# Tapepros Mudshark



## cazna (Mar 28, 2010)

I had a chance to try tapepros mudshark head for there compound tube today thanks to Tomg, As you can see it turns the CP tube into a box or seam filler, Handy thing if you have the CP tube, It worked well. I used it for a box filler, I prefer this way of filling a box over the standard plaster pump. Heres a few pics of the tool in question and some other pics for interest, It was a small reno job in an old batch at a lake, Everything was out of level and it had some nasty high shoulders etc so i boxed it then went over it with the 14 trowel.

In the last pic the fishing boat was leaving to go to sea at night but a much bigger boat was coming in so he turned to avoid it and parked it on some rocks, The tide went down and up as it does and he was lucky enough it floated off without damage, That was last week.


----------



## PrecisionTaping (Feb 2, 2012)

It looks so beautiful out there...


----------



## 2buckcanuck (Jul 9, 2010)

I think tomg might be listening to my ideas, makes a thicker tube, a attachment to fill boxes:whistling2:

Here's something for you to try Cazna the paradise bragger.

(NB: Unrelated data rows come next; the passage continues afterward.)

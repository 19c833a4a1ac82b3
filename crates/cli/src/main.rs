use std::process::ExitCode;

use clap::{Parser, Subcommand};

use gitsavvy_store::{ProcessGit, WorkflowStore};

mod commands;
mod config;
mod prompter;

/// Curate a personal, git-managed library of shell workflows.
#[derive(Parser)]
#[command(name = "gitsavvy", version, about)]
struct Cli {
    #[command(subcommand)]
    command: CliCommand,
}

#[derive(Subcommand)]
enum CliCommand {
    /// Save a workflow document into the library
    Save(commands::save::SaveArgs),
    /// List workflows
    List(commands::list::ListArgs),
    /// Fuzzy-search workflows
    Search(commands::search::SearchArgs),
    /// Run a workflow
    Run(commands::run::RunArgs),
    /// Delete a workflow and its directory
    Delete(commands::delete::DeleteArgs),
    /// Record an interactive shell session as a workflow
    Record(commands::record::RecordArgs),
    /// Ask a language-model provider to draft a workflow
    Ask(commands::ask::AskArgs),
    /// Print or write a workflow document
    Export(commands::export::ExportArgs),
    /// Commit local changes and integrate the remote
    Sync(commands::sync::SyncArgs),
    /// Inspect or rebuild the search index
    Index(commands::index::IndexArgs),
}

#[tokio::main]
async fn main() -> ExitCode {
    init_tracing();
    let cli = Cli::parse();

    let config = config::load_config();
    let repo_root = config::resolve_repo_root(&config);
    let store = WorkflowStore::new(&repo_root, config, Box::new(ProcessGit::new(&repo_root)));

    let result = match cli.command {
        CliCommand::Save(args) => commands::save::run(&store, args),
        CliCommand::List(args) => commands::list::run(&store, args),
        CliCommand::Search(args) => commands::search::run(&store, args),
        CliCommand::Run(args) => commands::run::run(&store, args).await,
        CliCommand::Delete(args) => commands::delete::run(&store, args),
        CliCommand::Record(args) => commands::record::run(&store, args).await,
        CliCommand::Ask(args) => commands::ask::run(&store, args),
        CliCommand::Export(args) => commands::export::run(&store, args),
        CliCommand::Sync(args) => commands::sync::run(&store, args),
        CliCommand::Index(args) => commands::index::run(&store, args),
    };

    match result {
        Ok(code) => code,
        Err(error) => {
            report_error(&error);
            ExitCode::FAILURE
        }
    }
}

fn init_tracing() {
    let filter = std::env::var("RUST_LOG").unwrap_or_else(|_| "info".into());
    let _ = tracing_subscriber::fmt()
        .with_env_filter(filter)
        .with_writer(std::io::stderr)
        .try_init();
}

/// Single-line summary followed by the cause chain, one cause per line.
fn report_error(error: &anyhow::Error) {
    eprintln!("error: {error}");
    for cause in error.chain().skip(1) {
        eprintln!("  caused by: {cause}");
    }
}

Stick a flat applicator on the end of that tube, and pre-fill all your flats with really runny !!!!!!!!!! hotmud. Then you should be able to use AP mud to lay tape with your zook. We will do that here in the summer, it's very humid here then.. ... here was todays weather for example http://www.theweathernetwork.com/obs24h/caon0383/?ref=topnav_weather_obs24h

You don't fill the whole bevel, the faster you go with the cp tube, the less it leaves on. I know I don't need to explain the advantages of the pre-fill, So maybe you will start a trend down under.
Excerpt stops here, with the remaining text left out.